╭─ Data under study

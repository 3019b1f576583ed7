// SPDX-License-Identifier: MIT OR Apache-2.0
//! Graph data structure containing nodes and edges.
//!
//! Nodes and edges are kept in insertion order. The engine relies on this:
//! when an output fans out, the edge committed first is the one followed.

use crate::edge::{Edge, EdgeId};
use crate::node::{Node, NodeId};
use crate::pin::{Pin, PinDirection, PinId, PinType};
use crate::value::PinValue;
use indexmap::IndexMap;

/// A node graph
#[derive(Debug)]
pub struct Graph {
    /// Graph name
    pub name: String,
    /// Nodes in the graph
    nodes: IndexMap<NodeId, Node>,
    /// Committed edges between pins
    edges: IndexMap<EdgeId, Edge>,
    /// Owning node of every pin
    pin_owners: IndexMap<PinId, NodeId>,
}

impl Graph {
    /// Create a new empty graph
    pub fn new(name: impl Into<String>) -> Self {
        Self {
            name: name.into(),
            nodes: IndexMap::new(),
            edges: IndexMap::new(),
            pin_owners: IndexMap::new(),
        }
    }

    /// Add a node to the graph
    pub fn add_node(&mut self, node: Node) -> NodeId {
        let id = node.id();
        for pin in node.pins() {
            self.pin_owners.insert(pin.id, id);
        }
        self.nodes.insert(id, node);
        id
    }

    /// Remove a node and every edge touching it
    pub fn remove_node(&mut self, node_id: NodeId) -> Option<Node> {
        self.edges.retain(|_, e| !e.involves_node(node_id));
        self.pin_owners.retain(|_, owner| *owner != node_id);
        let node = self.nodes.shift_remove(&node_id)?;
        tracing::info!("Deleted node: {}", node.title);
        Some(node)
    }

    /// Get a node by ID
    pub fn node(&self, node_id: NodeId) -> Option<&Node> {
        self.nodes.get(&node_id)
    }

    /// Get a mutable node by ID
    pub fn node_mut(&mut self, node_id: NodeId) -> Option<&mut Node> {
        self.nodes.get_mut(&node_id)
    }

    /// Get the number of nodes
    pub fn node_count(&self) -> usize {
        self.nodes.len()
    }

    /// Look up a pin by ID
    pub fn pin(&self, pin_id: PinId) -> Option<&Pin> {
        let owner = self.pin_owners.get(&pin_id)?;
        self.nodes.get(owner)?.pin(pin_id)
    }

    /// First pin on `node_id` matching direction, type and name
    pub fn find_pin(
        &self,
        node_id: NodeId,
        direction: PinDirection,
        pin_type: PinType,
        name: &str,
    ) -> Option<&Pin> {
        self.node(node_id)?.find_pin(direction, pin_type, name)
    }

    /// Update the default value of a node input
    pub fn set_default_value(
        &mut self,
        node_id: NodeId,
        pin_name: impl Into<String>,
        value: impl Into<PinValue>,
    ) -> bool {
        match self.node_mut(node_id) {
            Some(node) => {
                node.set_default_value(pin_name, value);
                true
            }
            None => false,
        }
    }

    /// Whether an edge between the two pins would be accepted.
    ///
    /// Used for hover feedback while an edge is being dragged.
    pub fn can_connect(&self, a: PinId, b: PinId) -> bool {
        match (self.pin(a), self.pin(b)) {
            (Some(a), Some(b)) => a.can_connect(b),
            _ => false,
        }
    }

    /// Commit an edge between two pins, given in either order.
    ///
    /// An edge already targeting the input pin is replaced.
    pub fn connect(&mut self, a: PinId, b: PinId) -> Result<EdgeId, ConnectionError> {
        let pin_a = self.pin(a).ok_or(ConnectionError::PinNotFound(a))?;
        let pin_b = self.pin(b).ok_or(ConnectionError::PinNotFound(b))?;

        if pin_a.node == pin_b.node {
            return Err(ConnectionError::SelfLoop);
        }
        if pin_a.direction == pin_b.direction {
            return Err(ConnectionError::SameDirection);
        }
        if pin_a.pin_type != pin_b.pin_type {
            return Err(ConnectionError::TypeMismatch {
                from: pin_a.pin_type,
                to: pin_b.pin_type,
            });
        }
        debug_assert!(pin_a.can_connect(pin_b));

        let (from, to) = if pin_a.is_output() {
            (pin_a, pin_b)
        } else {
            (pin_b, pin_a)
        };
        let edge = Edge::new(from, to);
        let to_pin = to.id;

        let before = self.edges.len();
        self.edges.retain(|_, e| e.to_pin != to_pin);
        if self.edges.len() != before {
            tracing::debug!(pin = ?to_pin, "Replaced existing edge into input");
        }

        let id = edge.id;
        self.edges.insert(id, edge);
        Ok(id)
    }

    /// Connect `pin` to the first pin on `node_id` that accepts it.
    ///
    /// Mirrors spawning a node from a dragged pin in the editor.
    pub fn connect_to_first_compatible(
        &mut self,
        pin: PinId,
        node_id: NodeId,
    ) -> Result<Option<EdgeId>, ConnectionError> {
        let source = self.pin(pin).ok_or(ConnectionError::PinNotFound(pin))?;
        let node = self
            .node(node_id)
            .ok_or(ConnectionError::NodeNotFound(node_id))?;
        let target = node
            .pins()
            .iter()
            .find(|p| p.direction != source.direction && p.pin_type == source.pin_type)
            .map(|p| p.id);

        match target {
            Some(target) => self.connect(pin, target).map(Some),
            None => Ok(None),
        }
    }

    /// Remove an edge
    pub fn disconnect(&mut self, edge_id: EdgeId) -> Option<Edge> {
        self.edges.shift_remove(&edge_id)
    }

    /// Get an edge by ID
    pub fn edge(&self, edge_id: EdgeId) -> Option<&Edge> {
        self.edges.get(&edge_id)
    }

    /// Get all edges
    pub fn edges(&self) -> impl Iterator<Item = &Edge> {
        self.edges.values()
    }

    /// Get edges from a specific pin
    pub fn edges_from(&self, pin_id: PinId) -> impl Iterator<Item = &Edge> {
        self.edges.values().filter(move |e| e.from_pin == pin_id)
    }

    /// First edge, in insertion order, whose source is `pin_id`
    pub fn find_edge_by_source(&self, pin_id: PinId) -> Option<&Edge> {
        self.edges_from(pin_id).next()
    }

    /// The edge whose target is `pin_id`
    pub fn find_edge_by_target(&self, pin_id: PinId) -> Option<&Edge> {
        self.edges.values().find(|e| e.to_pin == pin_id)
    }

    /// Get the number of edges
    pub fn edge_count(&self) -> usize {
        self.edges.len()
    }

    /// Entry-point nodes, in insertion order
    pub fn list_source_nodes(&self) -> Vec<&Node> {
        self.nodes.values().filter(|n| n.is_source()).collect()
    }
}

impl Default for Graph {
    fn default() -> Self {
        Self::new("Untitled")
    }
}

/// Error when committing an edge
#[derive(Debug, thiserror::Error)]
pub enum ConnectionError {
    /// Node not found
    #[error("Node not found: {0:?}")]
    NodeNotFound(NodeId),

    /// Pin not found
    #[error("Pin not found: {0:?}")]
    PinNotFound(PinId),

    /// Both pins belong to the same node
    #[error("Self-loop not allowed")]
    SelfLoop,

    /// Both pins are inputs or both are outputs
    #[error("Pins have the same direction")]
    SameDirection,

    /// Pin types differ
    #[error("Incompatible pin types: {from:?} -> {to:?}")]
    TypeMismatch {
        /// Type of the first pin
        from: PinType,
        /// Type of the second pin
        to: PinType,
    },
}

#[cfg(test)]
mod tests {
    use super::*;
    use crate::node::{NodeCategory, NodeType};
    use crate::pin::PinSpec;

    fn number_source() -> NodeType {
        NodeType::new("number", "Number", NodeCategory::Constants)
            .with_outputs(vec![PinSpec::new("Value", PinType::Number)])
    }

    fn number_sink() -> NodeType {
        NodeType::new("sink", "Sink", NodeCategory::Math)
            .with_inputs(vec![
                PinSpec::new("A", PinType::Number),
                PinSpec::new("S", PinType::String),
            ])
            .with_outputs(vec![PinSpec::new("Result", PinType::Number)])
    }

    fn pin_id(graph: &Graph, node: NodeId, dir: PinDirection, ty: PinType, name: &str) -> PinId {
        graph.find_pin(node, dir, ty, name).unwrap().id
    }

    #[test]
    fn test_connect_orients_edge() {
        let mut graph = Graph::default();
        let src = graph.add_node(Node::new(&number_source()));
        let dst = graph.add_node(Node::new(&number_sink()));
        let out = pin_id(&graph, src, PinDirection::Output, PinType::Number, "Value");
        let input = pin_id(&graph, dst, PinDirection::Input, PinType::Number, "A");

        // Input given first
        let id = graph.connect(input, out).unwrap();
        let edge = graph.edge(id).unwrap();
        assert_eq!(edge.from_pin, out);
        assert_eq!(edge.to_pin, input);
        assert_eq!(edge.from_node, src);
        assert_eq!(edge.from_pin_name, "Value");
        assert_eq!(graph.find_edge_by_target(input).map(|e| e.id), Some(id));
        assert_eq!(graph.find_edge_by_source(out).map(|e| e.id), Some(id));
    }

    #[test]
    fn test_reconnect_replaces_input_edge() {
        let mut graph = Graph::default();
        let first = graph.add_node(Node::new(&number_source()));
        let second = graph.add_node(Node::new(&number_source()));
        let dst = graph.add_node(Node::new(&number_sink()));
        let a = pin_id(&graph, dst, PinDirection::Input, PinType::Number, "A");

        let old = graph
            .connect(pin_id(&graph, first, PinDirection::Output, PinType::Number, "Value"), a)
            .unwrap();
        let new = graph
            .connect(pin_id(&graph, second, PinDirection::Output, PinType::Number, "Value"), a)
            .unwrap();

        assert_eq!(graph.edge_count(), 1);
        assert!(graph.edge(old).is_none());
        assert_eq!(graph.find_edge_by_target(a).map(|e| e.from_node), Some(second));
        assert_eq!(graph.edges().filter(|e| e.to_pin == a).count(), 1);
        assert!(graph.edges().any(|e| e.id == new));
    }

    #[test]
    fn test_rejected_connections() {
        let mut graph = Graph::default();
        let src = graph.add_node(Node::new(&number_source()));
        let dst = graph.add_node(Node::new(&number_sink()));
        let out = pin_id(&graph, src, PinDirection::Output, PinType::Number, "Value");
        let s = pin_id(&graph, dst, PinDirection::Input, PinType::String, "S");
        let a = pin_id(&graph, dst, PinDirection::Input, PinType::Number, "A");
        let result = pin_id(&graph, dst, PinDirection::Output, PinType::Number, "Result");

        assert!(matches!(graph.connect(out, s), Err(ConnectionError::TypeMismatch { .. })));
        assert!(matches!(graph.connect(a, result), Err(ConnectionError::SelfLoop)));
        assert!(matches!(graph.connect(s, a), Err(ConnectionError::SelfLoop)));
        assert!(matches!(
            graph.connect(out, PinId::new()),
            Err(ConnectionError::PinNotFound(_))
        ));
        assert!(!graph.can_connect(out, s));
        assert!(graph.can_connect(out, a));
        assert_eq!(graph.edge_count(), 0);
    }

    #[test]
    fn test_committed_edges_are_well_typed() {
        let mut graph = Graph::default();
        let nodes: Vec<NodeId> = (0..3)
            .map(|_| graph.add_node(Node::new(&number_sink())))
            .collect();
        let pins: Vec<PinId> = nodes
            .iter()
            .flat_map(|id| graph.node(*id).unwrap().pins().iter().map(|p| p.id))
            .collect();

        // Try every pair; only legal ones may land
        for &a in &pins {
            for &b in &pins {
                let _ = graph.connect(a, b);
            }
        }

        assert!(graph.edge_count() > 0);
        for edge in graph.edges() {
            let from = graph.pin(edge.from_pin).unwrap();
            let to = graph.pin(edge.to_pin).unwrap();
            assert_eq!(from.pin_type, to.pin_type);
            assert!(from.is_output() && to.is_input());
            assert_ne!(from.node, to.node);
        }
        for &pin in &pins {
            assert!(graph.edges().filter(|e| e.to_pin == pin).count() <= 1);
        }
    }

    #[test]
    fn test_remove_node_drops_edges() {
        let mut graph = Graph::default();
        let src = graph.add_node(Node::new(&number_source()));
        let dst = graph.add_node(Node::new(&number_sink()));
        let out = pin_id(&graph, src, PinDirection::Output, PinType::Number, "Value");
        let a = pin_id(&graph, dst, PinDirection::Input, PinType::Number, "A");
        graph.connect(out, a).unwrap();

        assert!(graph.remove_node(src).is_some());
        assert_eq!(graph.edge_count(), 0);
        assert!(graph.pin(out).is_none());
        assert!(graph.find_edge_by_target(a).is_none());
        assert!(graph.remove_node(src).is_none());
    }

    #[test]
    fn test_disconnect() {
        let mut graph = Graph::default();
        let src = graph.add_node(Node::new(&number_source()));
        let dst = graph.add_node(Node::new(&number_sink()));
        let out = pin_id(&graph, src, PinDirection::Output, PinType::Number, "Value");
        let a = pin_id(&graph, dst, PinDirection::Input, PinType::Number, "A");
        let edge = graph.connect(out, a).unwrap();

        assert_eq!(graph.disconnect(edge).map(|e| e.to_pin), Some(a));
        assert!(graph.find_edge_by_source(out).is_none());
        assert!(graph.disconnect(edge).is_none());
    }

    #[test]
    fn test_connect_to_first_compatible() {
        let mut graph = Graph::default();
        let src = graph.add_node(Node::new(&number_source()));
        let dst = graph.add_node(Node::new(&number_sink()));
        let out = pin_id(&graph, src, PinDirection::Output, PinType::Number, "Value");

        let edge = graph.connect_to_first_compatible(out, dst).unwrap().unwrap();
        let a = pin_id(&graph, dst, PinDirection::Input, PinType::Number, "A");
        assert_eq!(graph.edge(edge).map(|e| e.to_pin), Some(a));

        // Another source node has no inputs to offer
        let other = graph.add_node(Node::new(&number_source()));
        assert!(graph.connect_to_first_compatible(out, other).unwrap().is_none());
    }

    #[test]
    fn test_source_nodes_in_insertion_order() {
        let mut graph = Graph::default();
        let start = NodeType::new("start", "Start", NodeCategory::Events);
        let a = graph.add_node(Node::new(&start));
        graph.add_node(Node::new(&number_source()));
        let b = graph.add_node(Node::new(&start));

        let sources: Vec<NodeId> = graph.list_source_nodes().iter().map(|n| n.id()).collect();
        assert_eq!(sources, vec![a, b]);
    }

    #[test]
    fn test_node_identity_survives_edits() {
        let mut graph = Graph::default();
        let id = graph.add_node(Node::new(&number_sink()));
        let pins: Vec<PinId> = graph.node(id).unwrap().pins().iter().map(|p| p.id).collect();

        graph.node_mut(id).unwrap().set_default_value("A", 4.0);
        assert!(graph.set_default_value(id, "S", "text"));

        let node = graph.node(id).unwrap();
        assert_eq!(node.id(), id);
        assert_eq!(node.pins().iter().map(|p| p.id).collect::<Vec<_>>(), pins);
        assert!(pins.iter().all(|&pin| graph.pin(pin).map(|p| p.node) == Some(id)));
    }
}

╰─

Look above for the line holding "#[cfg(test)]" and the line holding "assert_eq!(edge.from_pin, out);". Retype both, and every line between them, word for word and nothing else.

*Output of the task:*
#[cfg(test)]
mod tests {
    use super::*;
    use crate::node::{NodeCategory, NodeType};
    use crate::pin::PinSpec;

    fn number_source() -> NodeType {
        NodeType::new("number", "Number", NodeCategory::Constants)
            .with_outputs(vec![PinSpec::new("Value", PinType::Number)])
    }

    fn number_sink() -> NodeType {
        NodeType::new("sink", "Sink", NodeCategory::Math)
            .with_inputs(vec![
                PinSpec::new("A", PinType::Number),
                PinSpec::new("S", PinType::String),
            ])
            .with_outputs(vec![PinSpec::new("Result", PinType::Number)])
    }

    fn pin_id(graph: &Graph, node: NodeId, dir: PinDirection, ty: PinType, name: &str) -> PinId {
        graph.find_pin(node, dir, ty, name).unwrap().id
    }

    #[test]
    fn test_connect_orients_edge() {
        let mut graph = Graph::default();
        let src = graph.add_node(Node::new(&number_source()));
        let dst = graph.add_node(Node::new(&number_sink()));
        let out = pin_id(&graph, src, PinDirection::Output, PinType::Number, "Value");
        let input = pin_id(&graph, dst, PinDirection::Input, PinType::Number, "A");

        // Input given first
        let id = graph.connect(input, out).unwrap();
        let edge = graph.edge(id).unwrap();
        assert_eq!(edge.from_pin, out);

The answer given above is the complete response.